##### DATA FOR THIS TASK
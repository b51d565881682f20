//! Bridge settings and link records.

use std::collections::BTreeSet;
use std::time::Duration;

use chrono::{DateTime, Utc};
use serde::{Deserialize, Serialize};

/// Which way changes flow between HiCal and the platform calendar.
#[derive(Debug, Clone, Copy, PartialEq, Eq, Default, Serialize, Deserialize)]
#[serde(rename_all = "snake_case")]
pub enum SyncDirection {
    LocalToSystem,
    SystemToLocal,
    #[default]
    Bidirectional,
}

impl SyncDirection {
    pub fn raw_value(self) -> &'static str {
        match self {
            SyncDirection::LocalToSystem => "local_to_system",
            SyncDirection::SystemToLocal => "system_to_local",
            SyncDirection::Bidirectional => "bidirectional",
        }
    }

    pub fn from_raw(raw: &str) -> Option<Self> {
        match raw {
            "local_to_system" => Some(SyncDirection::LocalToSystem),
            "system_to_local" => Some(SyncDirection::SystemToLocal),
            "bidirectional" => Some(SyncDirection::Bidirectional),
            _ => None,
        }
    }

    pub fn pushes(self) -> bool {
        !matches!(self, SyncDirection::SystemToLocal)
    }

    pub fn pulls(self) -> bool {
        !matches!(self, SyncDirection::LocalToSystem)
    }
}

/// How often the periodic timer syncs.
#[derive(Debug, Clone, Copy, PartialEq, Eq, Default, Serialize, Deserialize)]
#[serde(rename_all = "snake_case")]
pub enum SyncFrequency {
    Manual,
    Hourly,
    Daily,
    #[default]
    Realtime,
}

impl SyncFrequency {
    pub fn raw_value(self) -> &'static str {
        match self {
            SyncFrequency::Manual => "manual",
            SyncFrequency::Hourly => "hourly",
            SyncFrequency::Daily => "daily",
            SyncFrequency::Realtime => "realtime",
        }
    }

    pub fn from_raw(raw: &str) -> Option<Self> {
        match raw {
            "manual" => Some(SyncFrequency::Manual),
            "hourly" => Some(SyncFrequency::Hourly),
            "daily" => Some(SyncFrequency::Daily),
            "realtime" => Some(SyncFrequency::Realtime),
            _ => None,
        }
    }

    /// Timer period; `None` for manual.
    pub fn period(self) -> Option<Duration> {
        match self {
            SyncFrequency::Manual => None,
            SyncFrequency::Hourly => Some(Duration::from_secs(3600)),
            SyncFrequency::Daily => Some(Duration::from_secs(86_400)),
            // Fallback timer; realtime also reacts to saves and native store changes.
            SyncFrequency::Realtime => Some(Duration::from_secs(300)),
        }
    }
}

/// Persisted bridge configuration.
#[derive(Debug, Clone, PartialEq, Eq, Default)]
pub struct BridgeSettings {
    pub enabled: bool,
    pub direction: SyncDirection,
    pub frequency: SyncFrequency,
    /// Calendars imported from. Empty means all.
    pub selected_calendars: BTreeSet<String>,
    pub dedicated_calendar_id: Option<String>,
    pub last_sync: Option<DateTime<Utc>>,
}

/// Which side an event was first created on.
#[derive(Debug, Clone, Copy, PartialEq, Eq)]
pub enum LinkOrigin {
    /// Created in HiCal and pushed out.
    Exported,
    /// Created in the platform calendar and pulled in. Never exported back.
    Imported,
}

impl LinkOrigin {
    pub fn raw_value(self) -> &'static str {
        match self {
            LinkOrigin::Exported => "exported",
            LinkOrigin::Imported => "imported",
        }
    }

    pub fn from_raw(raw: &str) -> Option<Self> {
        match raw {
            "exported" => Some(LinkOrigin::Exported),
            "imported" => Some(LinkOrigin::Imported),
            _ => None,
        }
    }
}

/// Maps one platform item to the event it mirrors.
#[derive(Debug, Clone, PartialEq, Eq)]
pub struct CalendarLink {
    pub native_id: String,
    pub event_id: String,
    pub calendar_id: String,
    pub origin: LinkOrigin,
    /// `updated_at` of the event when both sides last agreed.
    pub event_version: DateTime<Utc>,
    /// `last_modified` of the native item when both sides last agreed.
    pub native_version: DateTime<Utc>,
    pub synced_at: DateTime<Utc>,
}

/// Counts from one bridge sync.
#[derive(Debug, Clone, Default, PartialEq, Eq)]
pub struct BridgeSyncReport {
    pub imported: usize,
    pub exported: usize,
    /// Native items linked to an existing look-alike event instead of imported.
    pub linked: usize,
    pub pulled_updates: usize,
    pub pushed_updates: usize,
    pub removed: usize,
}

#[derive(Debug, Clone, Default, PartialEq, Eq)]
pub struct CleanupReport {
    pub removed_items: usize,
    pub removed_links: usize,
}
##########
REQUIRED WORK | Reproduce all records exactly, without omissions.

YOUR RESPONSE |
repository b51d565881682f20
//! Bridge settings and link records.

use std::collections::BTreeSet;
use std::time::Duration;

use chrono::{DateTime, Utc};
use serde::{Deserialize, Serialize};

/// Which way changes flow between HiCal and the platform calendar.
#[derive(Debug, Clone, Copy, PartialEq, Eq, Default, Serialize, Deserialize)]
#[serde(rename_all = "snake_case")]
pub enum SyncDirection {
    LocalToSystem,
    SystemToLocal,
    #[default]
    Bidirectional,
}

impl SyncDirection {
    pub fn raw_value(self) -> &'static str {
        match self {
            SyncDirection::LocalToSystem => "local_to_system",
            SyncDirection::SystemToLocal => "system_to_local",
            SyncDirection::Bidirectional => "bidirectional",
        }
    }

    pub fn from_raw(raw: &str) -> Option<Self> {
        match raw {
            "local_to_system" => Some(SyncDirection::LocalToSystem),
            "system_to_local" => Some(SyncDirection::SystemToLocal),
            "bidirectional" => Some(SyncDirection::Bidirectional),
            _ => None,
        }
    }

    pub fn pushes(self) -> bool {
        !matches!(self, SyncDirection::SystemToLocal)
    }

    pub fn pulls(self) -> bool {
        !matches!(self, SyncDirection::LocalToSystem)
    }
}

/// How often the periodic timer syncs.
#[derive(Debug, Clone, Copy, PartialEq, Eq, Default, Serialize, Deserialize)]
#[serde(rename_all = "snake_case")]
pub enum SyncFrequency {
    Manual,
    Hourly,
    Daily,
    #[default]
    Realtime,
}

impl SyncFrequency {
    pub fn raw_value(self) -> &'static str {
        match self {
            SyncFrequency::Manual => "manual",
            SyncFrequency::Hourly => "hourly",
            SyncFrequency::Daily => "daily",
            SyncFrequency::Realtime => "realtime",
        }
    }

    pub fn from_raw(raw: &str) -> Option<Self> {
        match raw {
            "manual" => Some(SyncFrequency::Manual),
            "hourly" => Some(SyncFrequency::Hourly),
            "daily" => Some(SyncFrequency::Daily),
            "realtime" => Some(SyncFrequency::Realtime),
            _ => None,
        }
    }

    /// Timer period; `None` for manual.
    pub fn period(self) -> Option<Duration> {
        match self {
            SyncFrequency::Manual => None,
            SyncFrequency::Hourly => Some(Duration::from_secs(3600)),
            SyncFrequency::Daily => Some(Duration::from_secs(86_400)),
            // Fallback timer; realtime also reacts to saves and native store changes.
            SyncFrequency::Realtime => Some(Duration::from_secs(300)),
        }
    }
}

/// Persisted bridge configuration.
#[derive(Debug, Clone, PartialEq, Eq, Default)]
pub struct BridgeSettings {
    pub enabled: bool,
    pub direction: SyncDirection,
    pub frequency: SyncFrequency,
    /// Calendars imported from. Empty means all.
    pub selected_calendars: BTreeSet<String>,
    pub dedicated_calendar_id: Option<String>,
    pub last_sync: Option<DateTime<Utc>>,
}

/// Which side an event was first created on.
#[derive(Debug, Clone, Copy, PartialEq, Eq)]
pub enum LinkOrigin {
    /// Created in HiCal and pushed out.
    Exported,
    /// Created in the platform calendar and pulled in. Never exported back.
    Imported,
}

impl LinkOrigin {
    pub fn raw_value(self) -> &'static str {
        match self {
            LinkOrigin::Exported => "exported",
            LinkOrigin::Imported => "imported",
        }
    }

    pub fn from_raw(raw: &str) -> Option<Self> {
        match raw {
            "exported" => Some(LinkOrigin::Exported),
            "imported" => Some(LinkOrigin::Imported),
            _ => None,
        }
    }
}

/// Maps one platform item to the event it mirrors.
#[derive(Debug, Clone, PartialEq, Eq)]
pub struct CalendarLink {
    pub native_id: String,
    pub event_id: String,
    pub calendar_id: String,
    pub origin: LinkOrigin,
    /// `updated_at` of the event when both sides last agreed.
    pub event_version: DateTime<Utc>,
    /// `last_modified` of the native item when both sides last agreed.
    pub native_version: DateTime<Utc>,
    pub synced_at: DateTime<Utc>,
}

/// Counts from one bridge sync.
#[derive(Debug, Clone, Default, PartialEq, Eq)]
pub struct BridgeSyncReport {
    pub imported: usize,
    pub exported: usize,
    /// Native items linked to an existing look-alike event instead of imported.
    pub linked: usize,
    pub pulled_updates: usize,
    pub pushed_updates: usize,
    pub removed: usize,
}

#[derive(Debug, Clone, Default, PartialEq, Eq)]
pub struct CleanupReport {
    pub removed_items: usize,
    pub removed_links: usize,
}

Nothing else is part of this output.